4. Una de las plagas del infierno se nos echó encima el día que la señora Thatcher dijo aquello de “la sociedad no existe, solo existen el individuo y las familias”. En mi pueblo afirmar que me gusta ser un hijoputa es no solo ser tal cosa, sino además un cínico. Ese cinismo fundamenta la ideología hegemónica en Occidente durante el último medio siglo. A mí no me hace falta una catástrofe para saber que necesitamos una sociedad cohesionada, unas instituciones públicas fuertes y una ciudadanía con verdadero poder de participación política. O entendemos que cuidar de nosotros y de nuestros vecinos es la prioridad de la vida en común o seguiremos creyendo que Sánchez tiene la culpa de todo y que son tipos como Juan Roig los que tienen que salvarnos.
5. En las tragedias emerge lo mejor y lo peor de la especie. Vemos cómo en estos días hay bandas de desaprensivos entregados al pillaje. Y vemos a Núñez Feijóo. Qué hombre tan pequeño, qué miseria moral, qué señor tan triste y tan gris. Al mismo tiempo, vemos cómo tipos, sin que nadie les llame a ello -excepto eso tan despreciado llamado “valores”- se lanzan a salvar a personas arrastradas por la corriente poniendo su propia vida en riesgo. Qué especie tan desconcertante la nuestra.

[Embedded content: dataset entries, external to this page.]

use chrono::{DateTime, Utc};
use regex::Regex;
use std::sync::OnceLock;
use crate::types::{AttractionsError, Result};

/// Upper bound the Places API accepts for `radius`.
pub const MAX_RADIUS_M: u32 = 50_000;

// Time helpers
pub fn now_utc() -> DateTime<Utc> {
    Utc::now()
}

/// Rounds the exact binary value of `value`, so 0.015 (stored as
/// 0.01499...) becomes 0.01 the same way Python's `round` does.
pub fn round_to(value: f64, decimals: usize) -> f64 {
    format!("{:.*}", decimals, value).parse().unwrap_or(value)
}

/// Keeps the first four characters of a secret so logs can tell keys apart.
pub fn mask_secret(secret: &str) -> String {
    let visible: String = secret.chars().take(4).collect();
    if secret.chars().count() <= 4 {
        "****".to_string()
    } else {
        format!("{}****", visible)
    }
}

// Validation helpers
pub fn validate_coordinates(lat: f64, lon: f64) -> Result<()> {
    if !lat.is_finite() || !(-90.0..=90.0).contains(&lat) {
        return Err(AttractionsError::InvalidInput(format!(
            "lat must be between -90 and 90, got {}",
            lat
        )));
    }
    if !lon.is_finite() || !(-180.0..=180.0).contains(&lon) {
        return Err(AttractionsError::InvalidInput(format!(
            "lon must be between -180 and 180, got {}",
            lon
        )));
    }
    Ok(())
}

pub fn validate_radius(radius: u32) -> Result<()> {
    if radius == 0 || radius > MAX_RADIUS_M {
        return Err(AttractionsError::InvalidInput(format!(
            "radius must be between 1 and {} metres, got {}",
            MAX_RADIUS_M, radius
        )));
    }
    Ok(())
}

pub fn validate_language(language: &str) -> Result<()> {
    let language = language.trim();
    if language.is_empty() || language.len() > 16 {
        return Err(AttractionsError::InvalidInput(
            "language must be a non-empty code of at most 16 characters".to_string(),
        ));
    }
    Ok(())
}

pub fn validate_place_type(place_type: &str) -> Result<()> {
    static PLACE_TYPE: OnceLock<Regex> = OnceLock::new();
    let re = PLACE_TYPE.get_or_init(|| Regex::new(r"^[a-z_]{1,64}$").expect("valid place type regex"));
    if !re.is_match(place_type) {
        return Err(AttractionsError::InvalidInput(format!(
            "type must be a Places API type such as tourist_attraction, got {:?}",
            place_type
        )));
    }
    Ok(())
}
pub mod app_state;
pub mod attraction_service;
pub mod error;
pub mod google_maps_client;
pub mod handlers;
pub mod logging;
pub mod middleware;

use axum::{middleware as axum_middleware, Router};
use tower::ServiceBuilder;
use tower_http::{
    cors::{Any, CorsLayer},
    trace::TraceLayer,
};

pub use app_state::AppState;
pub use attraction_service::{AttractionService, SearchDefaults};
pub use error::ApiError;
pub use google_maps_client::{GoogleMapsClient, PlacesProvider};

use handlers::{attractions::attraction_routes, health::health_routes};
use middleware::request_logging;

/// Builds the router with all routes and middleware applied.
pub fn create_app(app_state: AppState) -> Router {
    let middleware_layer = ServiceBuilder::new()
        .layer(TraceLayer::new_for_http())
        .layer(CorsLayer::new().allow_origin(Any).allow_methods(Any).allow_headers(Any))
        .layer(axum_middleware::from_fn(request_logging))
        .into_inner();

    Router::new()
        .merge(health_routes())
        .merge(attraction_routes())
        .layer(middleware_layer)
        .with_state(app_state)
}
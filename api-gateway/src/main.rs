use anyhow::{Context, Result};
use attractions_api::{create_app, logging::init_logging, AppState};
use attractions_shared::{load_config, mask_secret};
use std::net::SocketAddr;
use tokio::net::TcpListener;
use tracing::info;

#[tokio::main]
async fn main() -> Result<()> {
    let config = load_config().context("failed to load configuration")?;
    init_logging(&config.logging);

    info!(
        "Configuration loaded, Google Maps key {}",
        mask_secret(&config.google_maps.api_key)
    );

    let addr: SocketAddr = format!("{}:{}", config.server.host, config.server.port)
        .parse()
        .with_context(|| {
            format!("invalid listen address {}:{}", config.server.host, config.server.port)
        })?;

    let app_state = AppState::new(config).context("failed to build Google Maps client")?;
    let app = create_app(app_state);

    let listener = TcpListener::bind(addr)
        .await
        .with_context(|| format!("failed to bind {}", addr))?;
    info!("Attractions API listening on {}", addr);

    axum::serve(listener, app)
        .with_graceful_shutdown(shutdown_signal())
        .await?;

    info!("Attractions API stopped");
    Ok(())
}

async fn shutdown_signal() {
    let ctrl_c = async {
        if let Err(e) = tokio::signal::ctrl_c().await {
            tracing::error!("Failed to listen for Ctrl-C: {}", e);
            std::future::pending::<()>().await;
        }
    };

    #[cfg(unix)]
    let terminate = async {
        match tokio::signal::unix::signal(tokio::signal::unix::SignalKind::terminate()) {
            Ok(mut signal) => {
                signal.recv().await;
            }
            Err(e) => {
                tracing::error!("Failed to listen for SIGTERM: {}", e);
                std::future::pending::<()>().await;
            }
        }
    };

    #[cfg(not(unix))]
    let terminate = std::future::pending::<()>();

    tokio::select! {
        _ = ctrl_c => {},
        _ = terminate => {},
    }

    info!("Shutdown signal received");
}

6. Siento que moleste a muchos, pero la evidencia es que todos, no solo los políticos, vivimos como si las catástrofes naturales nunca fueran a venir. Se habla de sistemas de prevención pero, me temo, nuestra forma de vida es constitutivamente vulnerable a la tragedia. Mola mucho vivir en un adosado a diez kilómetros de la capital cogiendo el coche a cada momento como los yanquis; mola mucho, a algunos, tener una ciudad atractiva para el turismo masivo; mola mucho tener posters de Greta Thunberg mientras seguimos consumiendo combustible sin cortarnos un pelo… En Valencia han sobrevenido tres sucesos espantosos en poco tiempo: el gigantesco incendio de Bejís, el del edificio de Campanar y, ahora, la “barrancada” de L´Horta. Los tres reflejan problemas de prevención, de gestión, de sobreatención al lucro en detrimento de esas cosas tan tediosas de la precaución y la evaluación de riesgos ambientales. El Mediterráneo va a seguir siendo un horno a la espera de otra tormenta perfecta y la urbanización y asfaltización del suelo seguirá creando pistas estupendas para que el agua venga de los barrancos y nos ahogue. No soy optimista, tampoco cínico, pero ser optimista conociéndonos es una ingenuidad.